Ella lo abrazó y apoyó la cabeza en su hombro.
– ¿Sientes mucho lo de Angelo? -preguntó él.
– De no haber sido por Angelo, no nos habríamos conocido. Eso habría sido una tragedia, porque eres el único hombre al que quiero en mi corazón. Te amo, Vincente, y siempre te amaré.
– Siempre -repitió él-. Prométemelo.
– Siempre.
– Lucharé hasta el último aliento para que sigas siendo mía y mataré a quien quiera impedirlo.
– ¿Dónde está el nuevo hombre? Eso suena al Vincente de antes -rió ella.
– No he dicho que cambiaría para el resto del mundo, sólo para ti y para Olivia -sonrió jubiloso-. Aún no hemos ido a darle las buenas noches.
La habitación de la niña era la de al lado. Entraron y la niñera salió, dejándoles con su hija.
– Está dormida -murmuró Vincente, mirando a su hija con adoración. Se inclino y besó su frente.
– Buenas noches -musitó Elise.
Volvieron juntos al dormitorio de Elise.
– Envidio su paz de bebé. ¿Crees que tú y yo la encontraremos? ¿Podemos dejar el pasado atrás y olvidar lo ocurrido?
– No quiero olvidarlo todo -dijo ella-. Mucho fue bueno, y en los malos tiempos aprendimos a entendernos el uno al otro.
– Pero no tendremos que pelear, ¿verdad?
– Creo que tal vez sí. La batalla puede ser… interesante -dijo con voz seductora.
– Sí. He echado de menos esas batallas -dijo él, comprendiendo.
– Tampoco hace tanto -ella sonrió con malicia-. He oído decir que una desvergonzada pasó por aquí hace poco… pero tal vez no ocurrió.
– No estoy seguro de si ocurrió o no -musitó él-. No dejó su nombre.
– Entonces, ¿no la reconocerías?
– La reconocería en cualquier sitio. Es inolvidable.
– ¿Se parecía algo a mí?
– No -movió la cabeza-. No llevaba tanta ropa.
Ella ya estaba desabrochándose el vestido, un segundo después lo tiró a un lado.
– ¿Era más así?
– Eso está mejor -afirmó él. Le quitó el resto de la ropa él mismo. A ella se le desbocó el corazón al ver el brillo de sus ojos.
– Cuéntame qué ocurrió.
– Estaba tumbado en la cama…
– ¿Vestido?
– Yo… creo que no.
Ella empezó a desnudarlo y él la ayudó.
– Ya está -dijo él completamente desnudo.
– Estabas tumbado en la cama… ¿así?
– Sí. Ella entró y se tumbó a mi lado.
– ¡Desvergonzada!
– Sí, era una desvergonzada.
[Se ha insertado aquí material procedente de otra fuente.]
// Commit history grouping
//
// Buckets recent commits into features, fixes and everything else using a
// first-match keyword rule on the lower-cased message.

pub mod git;

pub use git::GitLog;

use crate::error::Result;
use async_trait::async_trait;
use serde::Serialize;

/// Length of the abbreviated hash shown in the changelog
pub const SHORT_HASH_LEN: usize = 7;

/// One commit as read from version control
#[derive(Debug, Clone, PartialEq, Eq, Serialize)]
pub struct CommitEntry {
    pub hash: String,
    pub message: String,
}

impl CommitEntry {
    pub fn new(hash: impl Into<String>, message: impl Into<String>) -> Self {
        Self {
            hash: hash.into(),
            message: message.into(),
        }
    }

    /// First seven characters of the hash
    pub fn short_hash(&self) -> &str {
        match self.hash.char_indices().nth(SHORT_HASH_LEN) {
            Some((idx, _)) => &self.hash[..idx],
            None => &self.hash,
        }
    }
}

/// Changelog bucket a commit falls into
#[derive(Debug, Clone, Copy, PartialEq, Eq)]
pub enum CommitCategory {
    Feature,
    Fix,
    Other,
}

impl CommitCategory {
    /// Classify a commit message. Feature keywords win over fix keywords.
    pub fn classify(message: &str) -> Self {
        let lower = message.to_lowercase();
        if lower.contains("feat") || lower.contains("add") {
            CommitCategory::Feature
        } else if lower.contains("fix") || lower.contains("bug") {
            CommitCategory::Fix
        } else {
            CommitCategory::Other
        }
    }
}

/// Commits partitioned by category, each group in the original order
#[derive(Debug, Clone, Default, PartialEq, Eq, Serialize)]
pub struct CommitGroups {
    pub features: Vec<CommitEntry>,
    pub fixes: Vec<CommitEntry>,
    pub other: Vec<CommitEntry>,
}

impl CommitGroups {
    pub fn from_commits(commits: impl IntoIterator<Item = CommitEntry>) -> Self {
        let mut groups = Self::default();
        for commit in commits {
            match CommitCategory::classify(&commit.message) {
                CommitCategory::Feature => groups.features.push(commit),
                CommitCategory::Fix => groups.fixes.push(commit),
                CommitCategory::Other => groups.other.push(commit),
            }
        }
        groups
    }

    pub fn len(&self) -> usize {
        self.features.len() + self.fixes.len() + self.other.len()
    }

    pub fn is_empty(&self) -> bool {
        self.len() == 0
    }
}

/// Source of recent commits, newest first
#[async_trait]
pub trait CommitSource: Send + Sync {
    /// Read at most `limit` commits.
    ///
    /// Fails with a history error when the target is not a repository or has
    /// no commits.
    async fn recent_commits(&self, limit: usize) -> Result<Vec<CommitEntry>>;
}
// Stage progress display
//
// One spinner per pipeline stage, all attached to a single MultiProgress so
// the concurrent renderers can draw at the same time.

use indicatif::{MultiProgress, ProgressBar, ProgressDrawTarget, ProgressStyle};
use std::time::Duration;

const TICK: Duration = Duration::from_millis(100);

/// Spinner group for a pipeline run
#[derive(Clone)]
pub struct Progress {
    multi: MultiProgress,
    enabled: bool,
}

impl Progress {
    /// Draw to stderr when `enabled`, otherwise draw nothing
    pub fn new(enabled: bool) -> Self {
        let target = if enabled {
            ProgressDrawTarget::stderr()
        } else {
            ProgressDrawTarget::hidden()
        };

        Self {
            multi: MultiProgress::with_draw_target(target),
            enabled,
        }
    }

    /// Progress that never draws
    pub fn hidden() -> Self {
        Self::new(false)
    }

    pub fn is_enabled(&self) -> bool {
        self.enabled
    }

    /// Start a spinner for a stage
    pub fn start(&self, message: impl Into<String>) -> StageSpinner {
        let bar = self.multi.add(ProgressBar::new_spinner());
        bar.set_style(spinner_style());
        bar.set_message(message.into());
        if self.enabled {
            bar.enable_steady_tick(TICK);
        }
        StageSpinner { bar }
    }
}

impl Default for Progress {
    fn default() -> Self {
        Self::hidden()
    }
}

/// Handle to one stage's spinner
pub struct StageSpinner {
    bar: ProgressBar,
}

impl StageSpinner {
    pub fn succeed(&self, message: impl Into<String>) {
        self.bar.set_style(finished_style());
        self.bar.finish_with_message(format!("✔ {}", message.into()));
    }

    pub fn fail(&self, message: impl Into<String>) {
        self.bar.set_style(finished_style());
        self.bar.abandon_with_message(format!("✖ {}", message.into()));
    }

    pub fn is_finished(&self) -> bool {
        self.bar.is_finished()
    }

    pub fn message(&self) -> String {
        self.bar.message()
    }
}

impl Drop for StageSpinner {
    // A renderer cancelled by a failed join never reports back
    fn drop(&mut self) {
        if !self.bar.is_finished() {
            self.bar.abandon();
        }
    }
}

fn spinner_style() -> ProgressStyle {
    ProgressStyle::with_template("{spinner:.green} {msg}")
        .unwrap_or_else(|_| ProgressStyle::default_spinner())
}

fn finished_style() -> ProgressStyle {
    ProgressStyle::with_template("{msg}").unwrap_or_else(|_| ProgressStyle::default_spinner())
}

#[cfg(test)]
mod tests {
    use super::*;

    #[test]
    fn test_hidden_progress() {
        let progress = Progress::hidden();
        assert!(!progress.is_enabled());
    }

    #[test]
    fn test_succeed_finishes_spinner() {
        let progress = Progress::hidden();
        let spinner = progress.start("Scanning");
        assert!(!spinner.is_finished());

        spinner.succeed("Scanned 3 files");
        assert!(spinner.is_finished());
        assert_eq!(spinner.message(), "✔ Scanned 3 files");
    }

    #[test]
    fn test_fail_abandons_spinner() {
        let progress = Progress::hidden();
        let spinner = progress.start("Generating changelog");

        spinner.fail("Changelog failed");
        assert!(spinner.is_finished());
        assert!(spinner.message().starts_with("✖"));
    }
}
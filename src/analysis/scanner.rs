// Source file discovery
//
// Walks the repository root and collects the relative paths of files with a
// recognized extension, pruning excluded directories along the way.

use crate::config::ScanConfig;
use crate::error::{Error, Result};
use std::path::Path;
use walkdir::{DirEntry, WalkDir};

/// Enumerates candidate source files under a root directory
#[derive(Debug, Clone)]
pub struct FileScanner {
    extensions: Vec<String>,
    exclude_dirs: Vec<String>,
    exclude: Vec<glob::Pattern>,
}

impl FileScanner {
    /// Create a scanner from scan settings, compiling the exclude globs
    pub fn new(config: &ScanConfig) -> Result<Self> {
        let exclude = config
            .exclude
            .iter()
            .map(|p| glob::Pattern::new(p))
            .collect::<std::result::Result<Vec<_>, _>>()?;

        Ok(Self {
            extensions: config.extensions.clone(),
            exclude_dirs: config.exclude_dirs.clone(),
            exclude,
        })
    }

    /// Return relative, `/`-separated paths of every source file under `root`.
    ///
    /// Entries are visited in file-name order within each directory. Symlinks
    /// are followed and reported under their own path. Unreadable
    /// subdirectories, dangling links and link cycles are skipped with a
    /// warning; an unreadable root is an error.
    pub fn scan(&self, root: &Path) -> Result<Vec<String>> {
        std::fs::read_dir(root).map_err(|e| Error::scan(root, e.to_string()))?;

        let mut files = Vec::new();
        let walker = WalkDir::new(root)
            .follow_links(true)
            .sort_by_file_name()
            .into_iter()
            .filter_entry(|entry| entry.depth() == 0 || !self.is_excluded_dir(entry));

        for entry in walker {
            let entry = match entry {
                Ok(entry) => entry,
                Err(err) => {
                    tracing::warn!(error = %err, "skipping unreadable entry");
                    continue;
                }
            };

            if !entry.file_type().is_file() {
                continue;
            }

            if !self.has_source_extension(entry.path()) {
                continue;
            }

            let relative = relative_path(entry.path(), root);
            if self.exclude.iter().any(|p| p.matches(&relative)) {
                continue;
            }

            files.push(relative);
        }

        tracing::debug!(root = %root.display(), count = files.len(), "scan finished");
        Ok(files)
    }

    fn is_excluded_dir(&self, entry: &DirEntry) -> bool {
        if !entry.file_type().is_dir() {
            return false;
        }
        let name = entry.file_name().to_string_lossy();
        self.exclude_dirs.iter().any(|d| *d == name)
    }

    fn has_source_extension(&self, path: &Path) -> bool {
        path.extension()
            .and_then(|e| e.to_str())
            .map_or(false, |ext| self.extensions.iter().any(|x| x == ext))
    }
}

/// Relative path with `/` separators regardless of platform
fn relative_path(path: &Path, root: &Path) -> String {
    let relative = path.strip_prefix(root).unwrap_or(path);
    relative
        .components()
        .map(|c| c.as_os_str().to_string_lossy().into_owned())
        .collect::<Vec<_>>()
        .join("/")
}
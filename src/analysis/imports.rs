// Import extraction
//
// Pattern-based detection of ES-style `import ... from '<target>'` statements.
// This is an approximation: multi-line imports, re-exports, `require` calls and
// non-JavaScript import syntaxes are not recognized. Targets are kept verbatim
// and never resolved to files.

use once_cell::sync::Lazy;
use regex::Regex;
use serde::Serialize;

static IMPORT_PATTERN: Lazy<Regex> =
    Lazy::new(|| Regex::new(r#"import .* from ['"](.+)['"]"#).expect("valid import regex"));

/// Every import target in `content`, in order of appearance
pub fn extract_imports(content: &str) -> Vec<String> {
    IMPORT_PATTERN
        .captures_iter(content)
        .filter_map(|caps| caps.get(1))
        .map(|m| m.as_str().to_string())
        .collect()
}

/// File path to raw import targets, kept in scan order
#[derive(Debug, Clone, Default, PartialEq, Eq, Serialize)]
pub struct ImportIndex {
    entries: Vec<(String, Vec<String>)>,
}

impl ImportIndex {
    pub fn new() -> Self {
        Self::default()
    }

    /// Record the imports of a file. Files with no imports are not indexed.
    ///
    /// Appends without a lookup; each scanned path is inserted once.
    pub fn insert(&mut self, path: impl Into<String>, imports: Vec<String>) {
        if !imports.is_empty() {
            self.entries.push((path.into(), imports));
        }
    }

    pub fn get(&self, path: &str) -> Option<&[String]> {
        self.entries
            .iter()
            .find(|(p, _)| p == path)
            .map(|(_, imports)| imports.as_slice())
    }

    pub fn iter(&self) -> impl Iterator<Item = (&str, &[String])> {
        self.entries
            .iter()
            .map(|(path, imports)| (path.as_str(), imports.as_slice()))
    }

    /// Number of files with at least one import
    pub fn len(&self) -> usize {
        self.entries.len()
    }

    pub fn is_empty(&self) -> bool {
        self.entries.is_empty()
    }

    pub fn total_imports(&self) -> usize {
        self.entries.iter().map(|(_, imports)| imports.len()).sum()
    }
}
// Arithmetic helpers and a chaining accumulator

use thiserror::Error;

#[derive(Error, Debug, Clone, Copy, PartialEq, Eq)]
pub enum CalcError {
    #[error("division by zero")]
    DivisionByZero,
}

pub fn add(a: f64, b: f64) -> f64 {
    a + b
}

pub fn subtract(a: f64, b: f64) -> f64 {
    a - b
}

pub fn multiply(a: f64, b: f64) -> f64 {
    a * b
}

/// Quotient of `a` and `b`; a zero divisor is an error, never infinity or NaN
pub fn divide(a: f64, b: f64) -> Result<f64, CalcError> {
    if b == 0.0 {
        return Err(CalcError::DivisionByZero);
    }
    Ok(a / b)
}

/// Running value with a log of the operations applied to it
#[derive(Debug, Clone, Default, PartialEq)]
pub struct Calculator {
    value: f64,
    history: Vec<String>,
}

impl Calculator {
    pub fn new(initial: f64) -> Self {
        Self {
            value: initial,
            history: Vec::new(),
        }
    }

    pub fn add(&mut self, n: f64) -> &mut Self {
        self.history.push(format!("add {n}"));
        self.value += n;
        self
    }

    pub fn subtract(&mut self, n: f64) -> &mut Self {
        self.history.push(format!("subtract {n}"));
        self.value -= n;
        self
    }

    pub fn value(&self) -> f64 {
        self.value
    }

    pub fn history(&self) -> &[String] {
        &self.history
    }

    /// Back to zero with an empty history
    pub fn reset(&mut self) -> &mut Self {
        self.value = 0.0;
        self.history.clear();
        self
    }
}
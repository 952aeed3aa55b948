//! Text generation backends.
//!
//! The documentation renderer only sees [`TextGenerator`]: a prompt goes in,
//! free-form text comes out. Concrete clients talk to OpenAI-compatible chat
//! endpoints or a local Ollama server.

pub mod ollama;
pub mod openai;

pub use ollama::OllamaClient;
pub use openai::OpenAiClient;

use crate::config::{Credentials, LlmConfig, LlmProvider};
use crate::error::Result;
use async_trait::async_trait;
use std::sync::Arc;
use std::time::Duration;

/// Opaque text-generation capability
#[async_trait]
pub trait TextGenerator: Send + Sync {
    /// Generate a completion for `prompt`.
    ///
    /// Any returned string is accepted, including an empty one. Failures
    /// (network, auth, rate limits, malformed responses) are returned as
    /// errors and never retried.
    async fn generate(&self, prompt: &str) -> Result<String>;
}

/// Build the generator selected by the config
pub fn generator_from_config(
    config: &LlmConfig,
    credentials: &Credentials,
) -> Result<Arc<dyn TextGenerator>> {
    let client = http_client(config)?;
    let generator: Arc<dyn TextGenerator> = match config.provider {
        LlmProvider::OpenAI => {
            let api_key = config
                .api_key
                .clone()
                .or_else(|| credentials.openai_api_key.clone());
            Arc::new(OpenAiClient::new(client, config, api_key))
        }
        LlmProvider::Ollama => Arc::new(OllamaClient::new(client, config)),
    };
    Ok(generator)
}

fn http_client(config: &LlmConfig) -> Result<reqwest::Client> {
    reqwest::Client::builder()
        .timeout(Duration::from_secs(config.timeout_secs))
        .build()
        .map_err(|e| crate::error::Error::llm(format!("failed to build HTTP client: {e}")))
}

#[cfg(test)]
mod tests {
    use super::*;

    #[test]
    fn test_generator_from_config_openai() {
        let config = LlmConfig::default();
        let credentials = Credentials {
            openai_api_key: Some("sk-test".to_string()),
            github_token: None,
        };
        assert!(generator_from_config(&config, &credentials).is_ok());
    }

    #[test]
    fn test_generator_from_config_ollama() {
        let config = LlmConfig {
            provider: LlmProvider::Ollama,
            model: "llama3".to_string(),
            ..LlmConfig::default()
        };
        assert!(generator_from_config(&config, &Credentials::default()).is_ok());
    }

    #[tokio::test]
    async fn test_openai_without_key_fails_on_call() {
        let config = LlmConfig {
            api_key: None,
            ..LlmConfig::default()
        };
        let generator = generator_from_config(&config, &Credentials::default()).unwrap();
        let err = generator.generate("hello").await.unwrap_err();
        assert!(err.to_string().contains("API key"));
    }
}
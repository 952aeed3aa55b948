// Ollama generate API client

use crate::config::LlmConfig;
use crate::error::{Error, Result};
use crate::llm::TextGenerator;
use async_trait::async_trait;
use serde::Deserialize;

const DEFAULT_API_URL: &str = "http://localhost:11434";

/// Client for a local Ollama server
pub struct OllamaClient {
    client: reqwest::Client,
    endpoint: String,
    model: String,
}

/// Response from Ollama API
#[derive(Debug, Deserialize)]
struct OllamaResponse {
    response: String,
}

impl OllamaClient {
    pub fn new(client: reqwest::Client, config: &LlmConfig) -> Self {
        let base = config
            .api_url
            .as_deref()
            .unwrap_or(DEFAULT_API_URL)
            .trim_end_matches('/');

        Self {
            client,
            endpoint: format!("{}/api/generate", base),
            model: config.model.clone(),
        }
    }

    pub fn endpoint(&self) -> &str {
        &self.endpoint
    }
}

#[async_trait]
impl TextGenerator for OllamaClient {
    async fn generate(&self, prompt: &str) -> Result<String> {
        let body = serde_json::json!({
            "model": self.model,
            "prompt": prompt,
            "stream": false
        });

        tracing::debug!(endpoint = %self.endpoint, model = %self.model, "sending generate request");

        let response = self
            .client
            .post(&self.endpoint)
            .json(&body)
            .send()
            .await
            .map_err(|e| Error::llm(format!("Ollama request failed: {}", e)))?;

        if !response.status().is_success() {
            return Err(Error::llm(format!(
                "Ollama returned status {}",
                response.status()
            )));
        }

        let result: OllamaResponse = response
            .json()
            .await
            .map_err(|e| Error::llm(format!("Failed to parse Ollama response: {}", e)))?;

        Ok(result.response)
    }
}
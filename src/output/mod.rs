// Output generation module

pub mod api;
pub mod changelog;
pub mod diagrams;
pub mod templates;

pub use api::*;
pub use changelog::*;
pub use diagrams::*;
pub use templates::*;

use crate::error::{Error, Result};
use std::path::{Path, PathBuf};

pub const API_FILE: &str = "api.md";
pub const CHANGELOG_FILE: &str = "changelog.md";
pub const ARCHITECTURE_FILE: &str = "architecture.md";

/// The three rendered Markdown documents
#[derive(Debug, Clone, Default, PartialEq, Eq)]
pub struct Documents {
    pub api: String,
    pub changelog: String,
    pub architecture: String,
}

impl Documents {
    /// File name and content pairs, in write order
    pub fn files(&self) -> [(&'static str, &str); 3] {
        [
            (API_FILE, self.api.as_str()),
            (CHANGELOG_FILE, self.changelog.as_str()),
            (ARCHITECTURE_FILE, self.architecture.as_str()),
        ]
    }

    /// Write every document under `dir`, creating it if absent.
    ///
    /// Files already written stay in place if a later write fails.
    pub async fn write_to(&self, dir: &Path) -> Result<Vec<PathBuf>> {
        tokio::fs::create_dir_all(dir)
            .await
            .map_err(|e| Error::write(dir, e))?;

        let mut written = Vec::with_capacity(3);
        for (name, content) in self.files() {
            let path = dir.join(name);
            tokio::fs::write(&path, content)
                .await
                .map_err(|e| Error::write(&path, e))?;
            tracing::debug!(path = %path.display(), bytes = content.len(), "wrote document");
            written.push(path);
        }

        Ok(written)
    }
}
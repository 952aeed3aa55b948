//! CLI module for repodocs

mod args;

pub use args::Args;

use crate::config::{Config, Credentials, LlmProvider, CONFIG_FILE_NAME};
use crate::error::{Error, Result};
use crate::history::GitLog;
use crate::llm::generator_from_config;
use crate::pipeline::{GenerationReport, Pipeline};
use crate::progress::Progress;
use std::process::ExitCode;
use std::sync::Arc;

/// Run the CLI application
pub async fn run(args: Args) -> ExitCode {
    match execute(args).await {
        Ok(report) => {
            println!("{}", report.summary());
            println!("Output: {}", report.output_dir.display());
            ExitCode::SUCCESS
        }
        Err(e) => {
            eprintln!("Error: {}", e);
            ExitCode::FAILURE
        }
    }
}

async fn execute(args: Args) -> Result<GenerationReport> {
    let root = args.repo_root();
    if !root.exists() {
        return Err(Error::PathNotFound(root));
    }

    // An explicit config must exist; the default one is optional
    let mut config = match &args.config {
        Some(path) => Config::load(path)?,
        None => Config::load_or_default(&root.join(CONFIG_FILE_NAME))?,
    };
    config.merge_cli(args.overrides());
    config.validate()?;

    let credentials = Credentials::from_env();
    if config.llm.provider == LlmProvider::OpenAI
        && config.llm.api_key.is_none()
        && credentials.openai_api_key.is_none()
    {
        tracing::warn!("OPENAI_API_KEY is not set; API documentation will fail");
    }
    tracing::debug!(
        provider = ?config.llm.provider,
        model = %config.llm.model,
        github_token = credentials.github_token.is_some(),
        "configuration loaded"
    );

    let generator = generator_from_config(&config.llm, &credentials)?;
    let history = Arc::new(GitLog::new(&root));

    let pipeline = Pipeline::new(&root, config, history, generator)?
        .with_progress(Progress::new(!args.quiet));

    if args.verbose {
        println!("Repository: {}", pipeline.root().display());
    }

    pipeline.run().await
}
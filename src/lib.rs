//! repodocs - Generate documentation from a repository
//!
//! Scans a source tree, asks a text-generation service to summarize a
//! sample of files, groups recent commits into a changelog and draws a
//! Mermaid dependency diagram from the imports it finds.

pub mod analysis;
pub mod cli;
pub mod config;
pub mod demo;
pub mod error;
pub mod history;
pub mod llm;
pub mod output;
pub mod pipeline;
pub mod progress;

// Re-export main types
pub use config::Config;
pub use error::{Error, Result, Stage};
pub use pipeline::{GenerationReport, Pipeline};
Sabía todos los trucos para excitar a un hombre, y alguno que debió inventar ella, y los usó sin piedad.
– ¿Qué hizo exactamente?
– ¿Por qué no experimentas un poco y yo te diré cuándo aciertas? -Vincente rió suavemente.
Ella se unió a su risa y compartieron el júbilo que llenaba sus corazones hasta que ella lo silenció con un beso, enviándole un mensaje nuevo, de amor y felicidad, que duraría el resto de sus vidas.